Chris21 import unexpectedly hangs

Adrian Corston 3 months ago in UNIFYBroker/Frontier ichris/chris21 updated 3 months ago 5

A chris21 DET import has hung, seemingly forever.  Is there some way to find out what caused it to hang?  Could we have a timeout added so it automatically recovers.  Right now there's no way to find out there's an issue until the customer rings to ask why processing has stopped.

Exactly this same behaviour happened again yesterday at 15:00 UTC, so could you please escalate this up as an urgent Bug rather than a Question?

The customer is planning a demonstration of this proof-of-concept environment to their management on Friday, so it needs to be working 100% before then or else the concept will not be proven :-)

Under review

Hi Adrian

The chris21 agent does have a timeout, which yours appears to be set to 1 hour.
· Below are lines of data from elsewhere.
use percept_tensor::{Dtype, Tensor};

use crate::error::ImageError;
use crate::image::Image;
use crate::kernel;

/// Default scale factor applied by [`Image::convert_to`] when none is given.
///
/// Converting an unsigned integer dtype to a float dtype normalizes the
/// full integer range to `[0, 1]`; every other pair keeps values as they
/// are.
pub fn default_scale(src: Dtype, dst: Dtype) -> f64 {
    match (src, dst) {
        (Dtype::UInt8, Dtype::Float32 | Dtype::Float64) => 1.0 / 255.0,
        (Dtype::UInt16, Dtype::Float32 | Dtype::Float64) => 1.0 / 65535.0,
        _ => 1.0,
    }
}

impl Image {
    /// Convert the image to another dtype, applying `out = scale * in + offset`.
    ///
    /// # Arguments
    ///
    /// * `dtype` - The target element type.
    /// * `scale` - The multiplier; `None` selects the default for the
    ///   dtype pair (see [`default_scale`]).
    /// * `offset` - Added after scaling, always applied literally.
    /// * `copy` - When `false` and the resolved conversion is the
    ///   identity, the result shares storage with `self` instead of
    ///   copying. Pass `true` to force a fresh buffer.
    ///
    /// Integer targets round half away from zero and saturate to the
    /// dtype range; float targets cast directly. Shape and device are
    /// preserved.
    ///
    /// # Examples
    ///
    /// ```
    /// use percept_image::Image;
    /// use percept_tensor::{Device, Dtype, Tensor};
    ///
    /// let tensor = Tensor::from_vec(&[1, 2, 1], vec![0u8, 255], &Device::CPU).unwrap();
    /// let image = Image::from_tensor(tensor).unwrap();
    ///
    /// let scaled = image.convert_to(Dtype::Float32, None, 0.0, false).unwrap();
    /// assert_eq!(scaled.as_slice::<f32>().unwrap(), &[0.0, 1.0]);
    /// ```
    pub fn convert_to(
        &self,
        dtype: Dtype,
        scale: Option<f64>,
        offset: f64,
        copy: bool,
    ) -> Result<Image, ImageError> {
        let scale = scale.unwrap_or_else(|| default_scale(self.dtype(), dtype));
        let identity = dtype == self.dtype() && scale == 1.0 && offset == 0.0;
        if identity && !copy {
            return Ok(self.clone());
        }

        let mut dst = Tensor::zeros(self.data.shape(), dtype, &self.device())?;
        if identity {
            dst.copy_from(&self.data)?;
        } else {
            let kernel = kernel::for_device(&self.device())?;
            kernel.affine_cast(&self.data, &mut dst, scale, offset)?;
        }
        Ok(Image { data: dst })
    }

    /// Convert the image to another dtype with the default scale and no
    /// offset.
    pub fn to_dtype(&self, dtype: Dtype) -> Result<Image, ImageError> {
        self.convert_to(dtype, None, 0.0, false)
    }

    /// In-place `image = scale * image + offset` per element, keeping the
    /// dtype. Returns `&mut Self` for chaining.
    ///
    /// This is the only in-place operation. It validates everything
    /// before writing: a shared storage fails with
    /// [`percept_tensor::TensorError::StorageShared`] and leaves the
    /// pixel data untouched.
    ///
    /// # Examples
    ///
    /// ```
    /// use percept_image::Image;
    /// use percept_tensor::{Device, Tensor};
    ///
    /// let tensor = Tensor::from_vec(&[1, 2, 1], vec![1.0f32, 2.0], &Device::CPU).unwrap();
    /// let mut image = Image::from_tensor(tensor).unwrap();
    ///
    /// image.linear_transform(2.0, 1.0).unwrap();
    /// assert_eq!(image.as_slice::<f32>().unwrap(), &[3.0, 5.0]);
    /// ```
    pub fn linear_transform(&mut self, scale: f64, offset: f64) -> Result<&mut Self, ImageError> {
        let kernel = kernel::for_device(&self.device())?;
        kernel.affine_inplace(&mut self.data, scale, offset)?;
        Ok(self)
    }
}
#![deny(missing_docs)]
//! Tensor-backed image type and per-pixel processing kernels

/// Image representation backed by a shared tensor.
pub mod image;

/// Error types for the image module.
pub mod error;

/// Color-space conversions.
pub mod color;

/// Device-dispatched kernel strategies for the image operations.
pub mod kernel;

/// Legacy fixed-layout interchange format.
pub mod legacy;

/// Morphological operations.
pub mod morphology;

/// Dtype conversion and intensity transforms.
pub mod ops;

pub use crate::color::ColorConversion;
pub use crate::error::ImageError;
pub use crate::image::Image;
pub use crate::legacy::LegacyImage;
pub use crate::ops::default_scale;
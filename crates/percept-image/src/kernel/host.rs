use rayon::prelude::*;

use percept_tensor::{dispatch_dtype, Element, Tensor, TensorError};

use crate::color::{ColorConversion, BW, GW, RW};
use crate::error::ImageError;

use super::{same_device, ImageKernel};

/// Row-parallel kernel strategy over host memory.
///
/// One shared instance serves every `cpu:N` device; the kernels split the
/// pixel data into rows and process them on the global rayon pool.
#[derive(Clone, Copy, Default)]
pub struct HostKernel;

fn check_rank3(t: &Tensor) -> Result<(), ImageError> {
    if t.rank() != 3 {
        return Err(ImageError::InvalidRank(t.rank()));
    }
    Ok(())
}

impl ImageKernel for HostKernel {
    fn affine_cast(
        &self,
        src: &Tensor,
        dst: &mut Tensor,
        scale: f64,
        offset: f64,
    ) -> Result<(), ImageError> {
        same_device(src, dst)?;
        check_rank3(src)?;
        if src.shape() != dst.shape() {
            return Err(TensorError::ShapeMismatch {
                expected: dst.shape().to_vec(),
                actual: src.shape().to_vec(),
            }
            .into());
        }
        if src.numel() == 0 {
            return Ok(());
        }

        let row_stride = src.shape()[1] * src.shape()[2];
        dispatch_dtype!(src.dtype(), |S| {
            dispatch_dtype!(dst.dtype(), |D| {
                let src_slice = src.as_slice::<S>()?;
                let dst_slice = dst.as_slice_mut::<D>()?;
                src_slice
                    .par_chunks_exact(row_stride)
                    .zip(dst_slice.par_chunks_exact_mut(row_stride))
                    .for_each(|(src_row, dst_row)| {
                        src_row.iter().zip(dst_row.iter_mut()).for_each(|(s, d)| {
                            *d = D::from_f64(scale * s.to_f64() + offset);
                        });
                    });
                Ok(())
            })
        })
    }

    fn affine_inplace(
        &self,
        data: &mut Tensor,
        scale: f64,
        offset: f64,
    ) -> Result<(), ImageError> {
        check_rank3(data)?;
        if data.numel() == 0 {
            return Ok(());
        }

        dispatch_dtype!(data.dtype(), |T| {
            let slice = data.as_slice_mut::<T>()?;
            slice.par_iter_mut().for_each(|v| {
                *v = T::from_f64(scale * v.to_f64() + offset);
            });
            Ok(())
        })
    }

    fn gray_reduce(
        &self,
        src: &Tensor,
        dst: &mut Tensor,
        conversion: ColorConversion,
    ) -> Result<(), ImageError> {
        same_device(src, dst)?;
        check_rank3(src)?;
        check_rank3(dst)?;
        if src.shape()[2] != 3 {
            return Err(ImageError::InvalidChannelCount {
                expected: 3,
                actual: src.shape()[2],
            });
        }
        if dst.shape()[2] != 1 {
            return Err(ImageError::InvalidChannelCount {
                expected: 1,
                actual: dst.shape()[2],
            });
        }
        if src.shape()[..2] != dst.shape()[..2] {
            return Err(TensorError::ShapeMismatch {
                expected: dst.shape().to_vec(),
                actual: src.shape().to_vec(),
            }
            .into());
        }
        if src.dtype() != dst.dtype() {
            return Err(TensorError::TypeMismatch {
                expected: dst.dtype(),
                actual: src.dtype(),
            }
            .into());
        }
        if src.numel() == 0 {
            return Ok(());
        }

        let cols = src.shape()[1];
        dispatch_dtype!(src.dtype(), |T| {
            let src_slice = src.as_slice::<T>()?;
            let dst_slice = dst.as_slice_mut::<T>()?;
            src_slice
                .par_chunks_exact(cols * 3)
                .zip(dst_slice.par_chunks_exact_mut(cols))
                .for_each(|(src_row, dst_row)| {
                    src_row
                        .chunks_exact(3)
                        .zip(dst_row.iter_mut())
                        .for_each(|(src_pixel, dst_pixel)| {
                            let y = match conversion {
                                ColorConversion::RgbToGrayEqual => {
                                    (src_pixel[0].to_f64()
                                        + src_pixel[1].to_f64()
                                        + src_pixel[2].to_f64())
                                        / 3.0
                                }
                                ColorConversion::RgbToGrayWeighted => {
                                    RW * src_pixel[0].to_f64()
                                        + GW * src_pixel[1].to_f64()
                                        + BW * src_pixel[2].to_f64()
                                }
                            };
                            *dst_pixel = T::from_f64(y);
                        });
                });
            Ok(())
        })
    }

    fn window_max(
        &self,
        src: &Tensor,
        dst: &mut Tensor,
        half_size: usize,
    ) -> Result<(), ImageError> {
        same_device(src, dst)?;
        check_rank3(src)?;
        if src.shape() != dst.shape() {
            return Err(TensorError::ShapeMismatch {
                expected: dst.shape().to_vec(),
                actual: src.shape().to_vec(),
            }
            .into());
        }
        if src.dtype() != dst.dtype() {
            return Err(TensorError::TypeMismatch {
                expected: dst.dtype(),
                actual: src.dtype(),
            }
            .into());
        }
        if src.numel() == 0 {
            return Ok(());
        }

        let rows = src.shape()[0];
        let cols = src.shape()[1];
        let channels = src.shape()[2];
        dispatch_dtype!(src.dtype(), |T| {
            let src_slice = src.as_slice::<T>()?;
            let dst_slice = dst.as_slice_mut::<T>()?;
            dst_slice
                .par_chunks_exact_mut(cols * channels)
                .enumerate()
                .for_each(|(r, dst_row)| {
                    let r0 = r.saturating_sub(half_size);
                    let r1 = r.saturating_add(half_size).min(rows - 1);
                    for c in 0..cols {
                        let c0 = c.saturating_sub(half_size);
                        let c1 = c.saturating_add(half_size).min(cols - 1);
                        for ch in 0..channels {
                            // seed with the center pixel; the window always contains it
                            let mut max_val = src_slice[(r * cols + c) * channels + ch];
                            for rr in r0..=r1 {
                                for cc in c0..=c1 {
                                    let v = src_slice[(rr * cols + cc) * channels + ch];
                                    if v > max_val {
                                        max_val = v;
                                    }
                                }
                            }
                            dst_row[c * channels + ch] = max_val;
                        }
                    }
                });
            Ok(())
        })
    }
}
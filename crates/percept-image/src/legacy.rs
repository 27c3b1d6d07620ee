use percept_tensor::{Device, Dtype, Tensor};

use crate::error::ImageError;
use crate::image::Image;

/// Host-only fixed-layout interchange image.
///
/// The layout is row-major with interleaved channels and a fixed byte
/// width per channel value; the pixel bytes live in plain host memory.
/// Pipelines that predate the tensor-backed [`Image`] exchange data in
/// this shape, so the fields are public and the contract is carried by
/// [`Image::from_legacy`] and [`Image::to_legacy`].
#[derive(Debug, Clone, PartialEq, Eq, Default)]
pub struct LegacyImage {
    /// Width of the image in pixels.
    pub width: usize,
    /// Height of the image in pixels.
    pub height: usize,
    /// Number of channels per pixel.
    pub num_channels: usize,
    /// Size of one channel value in bytes.
    pub bytes_per_channel: usize,
    /// Raw pixel bytes, row-major interleaved.
    pub data: Vec<u8>,
}

impl LegacyImage {
    /// Create a zero-filled legacy image with the given layout.
    pub fn prepare(
        width: usize,
        height: usize,
        num_channels: usize,
        bytes_per_channel: usize,
    ) -> Self {
        Self {
            width,
            height,
            num_channels,
            bytes_per_channel,
            data: vec![0; width * height * num_channels * bytes_per_channel],
        }
    }

    /// Number of bytes spanning one row of pixels.
    pub fn bytes_per_line(&self) -> usize {
        self.width * self.num_channels * self.bytes_per_channel
    }

    /// Returns true if the extents are positive and the byte buffer
    /// matches them.
    pub fn has_data(&self) -> bool {
        self.width > 0
            && self.height > 0
            && self.data.len() == self.height * self.bytes_per_line()
    }

    /// Returns true if the image holds no usable pixel data.
    pub fn is_empty(&self) -> bool {
        !self.has_data()
    }
}

fn dtype_for_bytes(bytes_per_channel: usize) -> Result<Dtype, ImageError> {
    match bytes_per_channel {
        1 => Ok(Dtype::UInt8),
        2 => Ok(Dtype::UInt16),
        4 => Ok(Dtype::Float32),
        n => Err(ImageError::UnsupportedBytesPerChannel(n)),
    }
}

fn bytes_for_dtype(dtype: Dtype) -> Result<usize, ImageError> {
    match dtype {
        Dtype::UInt8 => Ok(1),
        Dtype::UInt16 => Ok(2),
        Dtype::Float32 => Ok(4),
        dtype => Err(ImageError::UnsupportedDtype {
            op: "to_legacy",
            dtype,
        }),
    }
}

impl Image {
    /// Create an image on `device` by copying pixel data out of a legacy
    /// image.
    ///
    /// The dtype follows the legacy byte width: 1 byte per channel maps
    /// to `UInt8`, 2 to `UInt16` and 4 to `Float32`. A legacy image
    /// without data produces the empty default image on `device`.
    ///
    /// # Errors
    ///
    /// Returns [`ImageError::UnsupportedBytesPerChannel`] for any other
    /// byte width, and an error from the tensor layer if no backend
    /// serves `device`.
    pub fn from_legacy(legacy: &LegacyImage, device: &Device) -> Result<Image, ImageError> {
        if !legacy.has_data() {
            return Image::new(0, 0, 1, Dtype::Float32, device);
        }

        let dtype = dtype_for_bytes(legacy.bytes_per_channel)?;
        if legacy.num_channels < 1 {
            return Err(ImageError::InvalidShape {
                rows: legacy.height,
                cols: legacy.width,
                channels: legacy.num_channels,
            });
        }

        let host = Tensor::from_bytes(
            &[legacy.height, legacy.width, legacy.num_channels],
            dtype,
            legacy.data.clone(),
            &Device::CPU,
        )?;
        let data = host.to_device(device)?;
        Ok(Image { data })
    }

    /// Convert the image to the legacy interchange layout.
    ///
    /// Accelerator-resident pixel data is transferred to the host first;
    /// this is the only operation that crosses the device boundary
    /// implicitly.
    ///
    /// # Errors
    ///
    /// Returns [`ImageError::UnsupportedDtype`] for dtypes the legacy
    /// layout cannot carry; only `UInt8`, `UInt16` and `Float32` images
    /// are representable.
    pub fn to_legacy(&self) -> Result<LegacyImage, ImageError> {
        let bytes_per_channel = bytes_for_dtype(self.dtype())?;

        let data = if self.device().is_cpu() {
            self.as_bytes()?.to_vec()
        } else {
            self.data.to_device(&Device::CPU)?.as_bytes()?.to_vec()
        };

        Ok(LegacyImage {
            width: self.cols(),
            height: self.rows(),
            num_channels: self.channels(),
            bytes_per_channel,
            data,
        })
    }
}

#[cfg(test)]
mod tests {
    use super::*;

    #[test]
    fn legacy_prepare() {
        let legacy = LegacyImage::prepare(4, 3, 2, 2);
        assert_eq!(legacy.bytes_per_line(), 16);
        assert_eq!(legacy.data.len(), 48);
        assert!(legacy.has_data());
        assert!(!legacy.is_empty());
        assert!(legacy.data.iter().all(|&b| b == 0));
    }

    #[test]
    fn legacy_default_is_empty() {
        let legacy = LegacyImage::default();
        assert!(legacy.is_empty());
        assert!(!legacy.has_data());
    }

    #[test]
    fn from_legacy_u8() -> Result<(), ImageError> {
        let mut legacy = LegacyImage::prepare(2, 1, 3, 1);
        legacy.data.copy_from_slice(&[10, 20, 30, 40, 50, 60]);

        let image = Image::from_legacy(&legacy, &Device::CPU)?;

        assert_eq!(image.rows(), 1);
        assert_eq!(image.cols(), 2);
        assert_eq!(image.channels(), 3);
        assert_eq!(image.dtype(), Dtype::UInt8);
        assert_eq!(image.as_slice::<u8>()?, &[10, 20, 30, 40, 50, 60]);
        Ok(())
    }

    #[test]
    fn from_legacy_dtype_mapping() -> Result<(), ImageError> {
        let u16_image = Image::from_legacy(&LegacyImage::prepare(2, 2, 1, 2), &Device::CPU)?;
        assert_eq!(u16_image.dtype(), Dtype::UInt16);

        let f32_image = Image::from_legacy(&LegacyImage::prepare(2, 2, 1, 4), &Device::CPU)?;
        assert_eq!(f32_image.dtype(), Dtype::Float32);
        Ok(())
    }

    #[test]
    fn from_legacy_unsupported_byte_width() {
        let legacy = LegacyImage::prepare(2, 2, 1, 3);
        let result = Image::from_legacy(&legacy, &Device::CPU);
        assert_eq!(
            result.err(),
            Some(ImageError::UnsupportedBytesPerChannel(3))
        );
    }

    #[test]
    fn from_legacy_without_data() -> Result<(), ImageError> {
        let image = Image::from_legacy(&LegacyImage::default(), &Device::CPU)?;
        assert!(image.is_empty());
        assert_eq!(image.dtype(), Dtype::Float32);
        Ok(())
    }

    #[test]
    fn to_legacy_rejects_f64() -> Result<(), ImageError> {
        let image = Image::new(2, 2, 1, Dtype::Float64, &Device::CPU)?;
        let result = image.to_legacy();
        assert_eq!(
            result.err(),
            Some(ImageError::UnsupportedDtype {
                op: "to_legacy",
                dtype: Dtype::Float64,
            })
        );
        Ok(())
    }

    #[test]
    fn legacy_round_trip_u16_bytes_exact() -> Result<(), ImageError> {
        let mut legacy = LegacyImage::prepare(3, 2, 1, 2);
        for (i, b) in legacy.data.iter_mut().enumerate() {
            *b = i as u8;
        }

        let image = Image::from_legacy(&legacy, &Device::CPU)?;
        let back = image.to_legacy()?;

        assert_eq!(back, legacy);
        Ok(())
    }
}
This is a per request timeout, not the whole import, so I'd recommend reducing this. The bulk of the requests made during a full import will be for chunks of 1000 (as set on your connector) users, so choose an appropriate timeout for requests of this size in your environment.

There's nowhere that suppresses timeout errors, so if one occurs, the import should immediately fail.

Thanks Beau.  I've set my timeout to 10 minutes instead of one hour.

In the UNIFYBroker log (private attachment above) I see the following chunking messages (each chunk being a request):

After that, there are no chunk log entries recorded until the service is forcibly restarted.  So the Chris21 timeout does not appear to have worked correctly - hours after the last request started the connector import is still running, and Cancel Import does not stop it from running.  The connector normally returns about 20,000 entities.  Are you able to make it so that the timeout works?

The timeout is part of the underlying web request framework so its not something we control, other than setting it. It definitely look to be getting set, though.

I did identify a possible threading issue with the chunking requests code, which would have the same symptoms as a non-functional timeout. I've provided a patch to David.

Awesome thanks.  I'll get David to install it after the customer's internal demo on Friday, so we can try it out.